María Eugenia llevaba dos vueltas subiendo cosas y mientras ella estaba arriba yo permanecí en la calle resguardando el equipaje como un inútil, hasta que me decidí a intentarlo. Acomodé mi maleta de mano en un rincón dentro de aquella majestuosa y antiquísima edificación  e intenté arrastrar la grande por los escalones, hasta que ese solidario, cariñoso y simpático austriaco me hizo a un lado y se hizo cargo. Como Dios me dio a entender, traté de explicarle que no podía cargar nada pesado, él asintió para que me despreocupará y a duras penas me subí mi maleta de mano. Una vez arriba le pedí a señas que me esperara. 

El airbnb.
El airbnb.

—Un minutito, no me tardo —le dije tratando de que me comprendiera, al tiempo que le hacía la señal universal de “un instante” con el dedo pulgar y el índice casi chocando.
—Geh, geh voran, mit Zuversicht —me contestó tampoco sé qué quien después supe que vivía también en el edificio, con la camisa y el rostro completamente empapados. Pesaba horrores mi maletón.

El interior del airbnb.

Entré rápido a nuestro fascinante loft medieval, le pedí a mi mujer que saliera a entretener a mi bienhechor en lo que yo sacaba, ahora sí, la bolsita de paño rojo para llevársela al hombre que me ayudó por la pura buena voluntad que se le alcanzaba a distinguir en el semblante. 
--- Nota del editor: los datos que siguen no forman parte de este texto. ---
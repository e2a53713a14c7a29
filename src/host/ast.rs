//! tl script syntax tree

use std::rc::Rc;

#[derive(Debug, Clone, Copy, PartialEq, Eq)]
pub enum BinOp {
    Add,
    Sub,
    Mul,
    Div,
    Rem,
    Eq,
    Ne,
    Lt,
    Le,
    Gt,
    Ge,
    And,
    Or,
}

#[derive(Debug, Clone, Copy, PartialEq, Eq)]
pub enum UnaryOp {
    Neg,
    Not,
}

#[derive(Debug, Clone)]
pub enum Expr {
    Nil,
    Bool(bool),
    Int(i64),
    Str(Rc<str>),
    Ident(String),
    List(Vec<Expr>),
    Unary(UnaryOp, Box<Expr>),
    Binary(BinOp, Box<Expr>, Box<Expr>),
    Call(Box<Expr>, Vec<Expr>),
    Index(Box<Expr>, Box<Expr>),
    Attr(Box<Expr>, String),
    Lambda(Vec<String>, Rc<[Stmt]>),
}

#[derive(Debug, Clone)]
pub enum StmtKind {
    Let(String, Expr),
    Assign(String, Expr),
    FnDef {
        name: String,
        params: Vec<String>,
        body: Rc<[Stmt]>,
    },
    Return(Option<Expr>),
    If {
        cond: Expr,
        then: Vec<Stmt>,
        otherwise: Vec<Stmt>,
    },
    While(Expr, Vec<Stmt>),
    Expr(Expr),
}

/// A statement and the line it starts on
#[derive(Debug, Clone)]
pub struct Stmt {
    pub kind: StmtKind,
    pub line: usize,
}
//! Runtime interface
//!
//! The task-parallel runtime is an external collaborator. The top-level task
//! only needs three calls from it: the argument vector, the preamble that
//! hands out task handles, and the postamble that signals completion.
//!
//! [`local::LocalRuntime`] implements the interface in-process.

pub mod local;

use std::fmt;

use smallvec::SmallVec;

use crate::args::ArgumentVector;

macro_rules! handle_type {
    ($(#[$meta:meta])* $name:ident, $label:literal) => {
        $(#[$meta])*
        #[derive(Debug, Clone, Copy, PartialEq, Eq, Hash, PartialOrd, Ord)]
        pub struct $name(u64);

        impl $name {
            /// Wrap a raw handle value
            #[inline]
            pub fn new(raw: u64) -> Self {
                Self(raw)
            }

            /// Raw handle value
            #[inline]
            pub fn raw(self) -> u64 {
                self.0
            }
        }

        impl fmt::Display for $name {
            fn fmt(
                &self,
                f: &mut fmt::Formatter<'_>,
            ) -> fmt::Result {
                write!(f, concat!($label, "({:#x})"), self.0)
            }
        }
    };
}

handle_type!(
    /// Handle to the runtime instance
    RuntimeHandle,
    "Runtime"
);
handle_type!(
    /// Handle to a running task
    TaskHandle,
    "Task"
);
handle_type!(
    /// Handle to a task's execution context
    ContextHandle,
    "Context"
);
handle_type!(
    /// Processor the task was mapped onto
    ProcessorHandle,
    "Proc"
);
handle_type!(
    /// Physical region mapped for a task
    PhysicalRegion,
    "Region"
);

/// Region list returned by the preamble; top-level tasks usually get none.
pub type RegionList = SmallVec<[PhysicalRegion; 4]>;

/// Handles returned by [`Runtime::preamble`]
#[derive(Debug, Clone, PartialEq, Eq)]
pub struct Preamble {
    pub task: TaskHandle,
    pub regions: RegionList,
    pub context: ContextHandle,
    pub runtime: RuntimeHandle,
}

/// Errors reported by the runtime side of the handshake
#[derive(Debug, Clone, PartialEq, Eq, thiserror::Error)]
pub enum RuntimeError {
    #[error("preamble called twice for {0}")]
    DuplicatePreamble(TaskHandle),
    #[error("postamble for unknown {0}")]
    UnknownContext(ContextHandle),
    #[error("{runtime} does not own {context}")]
    ForeignContext {
        runtime: RuntimeHandle,
        context: ContextHandle,
    },
    #[error("runtime has shut down")]
    ShutDown,
}

/// Calls the top-level task makes into the runtime.
///
/// `preamble` must come before any other task-scoped call and `postamble` must
/// be the last one; both happen exactly once per task.
pub trait Runtime {
    /// The runtime's view of the process arguments, verbatim
    fn input_args(&self) -> ArgumentVector;

    /// Bind the calling thread's task and return its handles
    fn preamble(
        &self,
        raw_args: &[u8],
        processor: ProcessorHandle,
    ) -> Result<Preamble, RuntimeError>;

    /// Signal completion of the task owning `context`
    fn postamble(
        &self,
        runtime: RuntimeHandle,
        context: ContextHandle,
        result: Option<&[u8]>,
    ) -> Result<(), RuntimeError>;
}

impl<R: Runtime + ?Sized> Runtime for &R {
    fn input_args(&self) -> ArgumentVector {
        (**self).input_args()
    }

    fn preamble(
        &self,
        raw_args: &[u8],
        processor: ProcessorHandle,
    ) -> Result<Preamble, RuntimeError> {
        (**self).preamble(raw_args, processor)
    }

    fn postamble(
        &self,
        runtime: RuntimeHandle,
        context: ContextHandle,
        result: Option<&[u8]>,
    ) -> Result<(), RuntimeError> {
        (**self).postamble(runtime, context, result)
    }
}

#[cfg(test)]
mod tests;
Él no hablaba inglés, ni mi esposa alemán, así que no hubo manera de intercambiar palabras. Pero nos comunicamos: 

—Muchas gracias por ayudarme, oiga —abrí la bolsa roja y extraje la resplandeciente moneda.
—Oh, es ist ein Vergnügen, mit absoluter Freude —y sonreía.
—Un regalo, por favor. Un agradecimiento —continué y traté de darle el obsequio.
—Oh, es ist nicht notwendig! —respondió e hizo unos ademanes con las manos como diciendo que no podía aceptar algo así.
—De corazón. Por favor, de verdad. México. De México —y volví a acercar la onza a sus manos para que la aceptara.
—Oh, Mexiko. Wunderbar —contestó con un suspiro y la recibió con una leve inclinación de su cabeza.
—Un regalo de México, eh.
—Wie hell, schön. Vielen Dank Oh, Mexiko —continuaba con los señas de agradecimiento.
—Gracias, gracias.
—Was ihnen geboten wird, ich lebe hier, wir sind Nachbarn. Alles, such nach mir, ich helfe ihnen, es wird mir ein Vergnügen sein —trató de explicarnos que vivía un piso abajo, apuntando con su dedo hacia su apartamento.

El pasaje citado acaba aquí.